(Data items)
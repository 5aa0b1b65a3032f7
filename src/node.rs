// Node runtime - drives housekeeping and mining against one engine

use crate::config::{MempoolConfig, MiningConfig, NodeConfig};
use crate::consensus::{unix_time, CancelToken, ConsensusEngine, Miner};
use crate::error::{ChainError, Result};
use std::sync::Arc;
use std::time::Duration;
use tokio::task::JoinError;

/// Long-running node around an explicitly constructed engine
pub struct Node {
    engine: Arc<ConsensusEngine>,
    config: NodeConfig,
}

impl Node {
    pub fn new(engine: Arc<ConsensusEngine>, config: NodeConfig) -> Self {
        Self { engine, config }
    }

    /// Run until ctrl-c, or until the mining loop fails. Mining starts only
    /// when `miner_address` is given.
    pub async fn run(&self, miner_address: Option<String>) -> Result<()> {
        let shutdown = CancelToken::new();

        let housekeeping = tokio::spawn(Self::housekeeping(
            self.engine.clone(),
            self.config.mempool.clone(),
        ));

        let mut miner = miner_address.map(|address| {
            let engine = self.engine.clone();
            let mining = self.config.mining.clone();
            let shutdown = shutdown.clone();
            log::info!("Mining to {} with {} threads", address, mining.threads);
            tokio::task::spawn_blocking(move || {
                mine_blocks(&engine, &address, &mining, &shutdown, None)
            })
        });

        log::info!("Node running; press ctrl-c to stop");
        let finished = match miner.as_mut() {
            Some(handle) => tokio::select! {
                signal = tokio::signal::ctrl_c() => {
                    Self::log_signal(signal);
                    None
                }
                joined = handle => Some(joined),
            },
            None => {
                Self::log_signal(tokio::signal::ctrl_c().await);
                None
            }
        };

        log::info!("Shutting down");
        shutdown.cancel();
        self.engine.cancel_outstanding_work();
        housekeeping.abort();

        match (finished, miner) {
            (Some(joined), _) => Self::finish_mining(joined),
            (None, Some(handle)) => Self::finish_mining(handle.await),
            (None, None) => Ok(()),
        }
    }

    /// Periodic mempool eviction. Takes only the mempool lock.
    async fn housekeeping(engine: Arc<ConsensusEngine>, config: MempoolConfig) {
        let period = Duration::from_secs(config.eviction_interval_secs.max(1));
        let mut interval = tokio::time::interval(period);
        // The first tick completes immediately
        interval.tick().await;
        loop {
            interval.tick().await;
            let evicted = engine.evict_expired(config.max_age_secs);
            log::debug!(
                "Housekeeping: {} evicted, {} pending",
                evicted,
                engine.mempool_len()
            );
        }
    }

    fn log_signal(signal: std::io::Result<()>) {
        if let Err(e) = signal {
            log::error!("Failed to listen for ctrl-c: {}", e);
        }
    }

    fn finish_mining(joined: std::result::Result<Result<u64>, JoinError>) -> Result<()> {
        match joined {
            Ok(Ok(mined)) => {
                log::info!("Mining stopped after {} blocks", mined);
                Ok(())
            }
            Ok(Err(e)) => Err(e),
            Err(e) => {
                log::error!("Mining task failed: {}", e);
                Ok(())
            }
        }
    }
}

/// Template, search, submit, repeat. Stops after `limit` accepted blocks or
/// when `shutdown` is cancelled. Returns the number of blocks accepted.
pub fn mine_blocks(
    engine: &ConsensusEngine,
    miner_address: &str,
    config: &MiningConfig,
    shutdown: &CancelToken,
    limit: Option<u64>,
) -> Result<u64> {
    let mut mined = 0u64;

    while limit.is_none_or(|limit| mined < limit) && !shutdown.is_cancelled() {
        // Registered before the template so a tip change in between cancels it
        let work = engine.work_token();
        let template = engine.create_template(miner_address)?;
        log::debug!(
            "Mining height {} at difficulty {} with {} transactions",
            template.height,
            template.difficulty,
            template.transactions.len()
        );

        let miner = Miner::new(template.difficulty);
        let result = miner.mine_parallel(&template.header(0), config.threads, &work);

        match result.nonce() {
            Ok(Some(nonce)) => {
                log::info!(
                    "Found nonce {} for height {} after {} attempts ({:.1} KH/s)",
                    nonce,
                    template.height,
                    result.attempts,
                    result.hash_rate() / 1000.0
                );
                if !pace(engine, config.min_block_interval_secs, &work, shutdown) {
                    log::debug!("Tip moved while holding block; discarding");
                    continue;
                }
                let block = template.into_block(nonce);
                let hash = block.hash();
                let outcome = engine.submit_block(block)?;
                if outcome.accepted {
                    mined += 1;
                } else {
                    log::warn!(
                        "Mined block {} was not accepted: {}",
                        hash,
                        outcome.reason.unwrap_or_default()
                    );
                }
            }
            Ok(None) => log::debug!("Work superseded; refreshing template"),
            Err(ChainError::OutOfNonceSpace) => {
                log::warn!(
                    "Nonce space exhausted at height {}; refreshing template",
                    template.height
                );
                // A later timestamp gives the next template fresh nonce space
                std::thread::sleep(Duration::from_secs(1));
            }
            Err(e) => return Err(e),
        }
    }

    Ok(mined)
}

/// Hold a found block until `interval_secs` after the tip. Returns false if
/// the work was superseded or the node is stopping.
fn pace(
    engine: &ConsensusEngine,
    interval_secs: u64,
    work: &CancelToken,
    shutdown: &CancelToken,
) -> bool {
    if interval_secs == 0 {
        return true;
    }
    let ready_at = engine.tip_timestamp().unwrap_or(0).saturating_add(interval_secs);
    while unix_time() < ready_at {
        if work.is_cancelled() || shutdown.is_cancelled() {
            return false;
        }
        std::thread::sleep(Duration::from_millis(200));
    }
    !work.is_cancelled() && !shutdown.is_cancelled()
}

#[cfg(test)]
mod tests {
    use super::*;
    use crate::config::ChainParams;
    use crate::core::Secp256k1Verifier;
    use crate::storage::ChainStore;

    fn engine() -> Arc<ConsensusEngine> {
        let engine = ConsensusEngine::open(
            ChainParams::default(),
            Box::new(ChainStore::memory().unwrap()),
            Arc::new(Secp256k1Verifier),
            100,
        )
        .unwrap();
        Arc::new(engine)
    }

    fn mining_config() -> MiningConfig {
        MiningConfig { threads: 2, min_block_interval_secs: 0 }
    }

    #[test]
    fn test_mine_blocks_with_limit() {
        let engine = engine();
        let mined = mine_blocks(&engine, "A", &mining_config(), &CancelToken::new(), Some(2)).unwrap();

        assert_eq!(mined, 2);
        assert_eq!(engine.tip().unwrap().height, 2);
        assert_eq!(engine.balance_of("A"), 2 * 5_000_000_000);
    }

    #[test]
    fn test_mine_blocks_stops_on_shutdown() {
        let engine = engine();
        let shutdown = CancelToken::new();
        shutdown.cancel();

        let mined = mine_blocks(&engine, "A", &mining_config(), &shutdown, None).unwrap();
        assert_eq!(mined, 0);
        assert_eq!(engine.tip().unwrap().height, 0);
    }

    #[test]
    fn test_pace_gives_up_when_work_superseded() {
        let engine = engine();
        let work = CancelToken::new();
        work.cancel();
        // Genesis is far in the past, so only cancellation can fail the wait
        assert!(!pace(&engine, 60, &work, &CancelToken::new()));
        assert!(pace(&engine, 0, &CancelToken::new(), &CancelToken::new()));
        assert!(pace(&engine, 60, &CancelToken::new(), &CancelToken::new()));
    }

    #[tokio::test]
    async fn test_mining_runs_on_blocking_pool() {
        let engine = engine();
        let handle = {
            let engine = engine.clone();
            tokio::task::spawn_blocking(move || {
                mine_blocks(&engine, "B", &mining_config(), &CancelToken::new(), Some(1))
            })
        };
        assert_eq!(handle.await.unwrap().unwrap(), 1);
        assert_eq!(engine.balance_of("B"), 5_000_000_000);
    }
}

**WHAT THE TASK REQUIRES**
The answer should be a single number: how many lines in the records contain "transactions".

**YOUR SOLUTION**
2